Scientific classification
- Kingdom: Plantae
- Clade: Tracheophytes
- Clade: Angiosperms
- Clade: Eudicots
- Clade: Asterids
- Order: Asterales
- Family: Asteraceae
- Genus: Asteriscus
- Species: A. daltonii
- Binomial name: Asteriscus daltonii (Webb) Walp.
- Synonyms: Bubonium daltonii (Webb) Halvorsen; Nauplius daltonii (Webb) A. Wilklund; Odontospermum daltonii Webb;

= Asteriscus daltonii =

- Genus: Asteriscus
- Species: daltonii
- Authority: (Webb) Walp.
- Conservation status: NT
- Synonyms: Bubonium daltonii (Webb) Halvorsen, Nauplius daltonii (Webb) A. Wilklund, Odontospermum daltonii Webb

Species of flowering plant

Asteriscus daltonii is a species of flowering plant of the family Asteraceae.
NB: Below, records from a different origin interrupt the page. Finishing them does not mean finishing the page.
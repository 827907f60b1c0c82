use plotters::style::RGBColor;

pub const BACKGROUND: RGBColor = RGBColor(255, 255, 255);
pub const GRID: RGBColor = RGBColor(235, 240, 248);
pub const AXIS: RGBColor = RGBColor(204, 211, 222);
pub const TEXT: RGBColor = RGBColor(42, 63, 95);
pub const BAR: RGBColor = RGBColor(99, 110, 250);

pub const FONT_FAMILY: &str = "sans-serif";
pub const TITLE_SIZE: f64 = 20.0;
pub const LABEL_SIZE: f64 = 13.0;
pub const AXIS_DESC_SIZE: f64 = 15.0;

/// Qualitative series colors, cycled in first-appearance order.
pub const SERIES_PALETTE: [RGBColor; 10] = [
    RGBColor(99, 110, 250),
    RGBColor(239, 85, 59),
    RGBColor(0, 204, 150),
    RGBColor(171, 99, 250),
    RGBColor(255, 161, 90),
    RGBColor(25, 211, 243),
    RGBColor(255, 102, 146),
    RGBColor(182, 232, 128),
    RGBColor(255, 151, 255),
    RGBColor(254, 203, 82),
];

pub fn series_color(index: usize) -> RGBColor {
    SERIES_PALETTE[index % SERIES_PALETTE.len()]
}

/// `#rrggbb` form of a color for the HTML side of the page.
pub fn css_hex(color: RGBColor) -> String {
    let RGBColor(r, g, b) = color;
    format!("#{r:02x}{g:02x}{b:02x}")
}

pub const PAGE_CSS: &str = r#"
:root {
  --bg: #f8fbff;
  --panel: #ffffff;
  --border: rgba(0, 0, 0, 0.08);
  --text: #2a3f5f;
  --text-muted: #5b6678;
  --font-body: Arial, "Helvetica Neue", sans-serif;
}

* { box-sizing: border-box; }
html, body {
  margin: 0;
  padding: 0;
  background: var(--bg);
  color: var(--text);
  font-family: var(--font-body);
}

h1 {
  text-align: center;
  font-family: Arial, sans-serif;
  margin: 24px 0 8px;
}

.charts {
  display: flex;
  flex-direction: column;
  align-items: center;
  gap: 24px;
  padding: 16px;
}

.chart {
  width: 100%;
  max-width: 1040px;
  background: var(--panel);
  border: 1px solid var(--border);
  border-radius: 10px;
  padding: 12px;
}

.chart svg { display: block; width: 100%; height: auto; }
.chart svg circle:hover { stroke: var(--text); stroke-width: 2; }

.legend {
  list-style: none;
  display: flex;
  flex-wrap: wrap;
  gap: 4px 14px;
  max-height: 120px;
  overflow-y: auto;
  margin: 8px 0 0;
  padding: 0;
  font-size: 12px;
  color: var(--text-muted);
}

.legend li { display: flex; align-items: center; gap: 6px; }
.swatch { width: 10px; height: 10px; border-radius: 2px; display: inline-block; }
"#;

#[cfg(test)]
mod tests {
    use super::*;

    #[test]
    fn palette_cycles() {
        assert_eq!(series_color(0), series_color(SERIES_PALETTE.len()));
        assert_ne!(series_color(0), series_color(1));
    }

    #[test]
    fn hex_is_lowercase_six_digits() {
        assert_eq!(css_hex(RGBColor(99, 110, 250)), "#636efa");
        assert_eq!(css_hex(RGBColor(0, 0, 0)), "#000000");
    }
}
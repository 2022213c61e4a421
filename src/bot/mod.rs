//! Household bot: command parsing, dispatch and the polling loop.

pub mod command;
mod router;
mod runner;

pub use command::{parse_input, BotInput, HouseCommand};
pub use router::{rent_days_reply, CommandRouter};
pub use runner::Bot;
The species is endemic to Cape Verde. Its local name is macela. It is listed as near threatened by the IUCN.

==Subspecies==
- Asteriscus daltonii subsp. daltonii
- Asteriscus daltonii subsp. vogelii

==Description==
Asteriscus daltonii grows in the shape of a tuft, up to 0.5 m height. It produces a large number of small yellow flowers.

==Distribution and ecology==
Asteriscus daltonii occurs in all islands of Cape Verde except Boa Vista.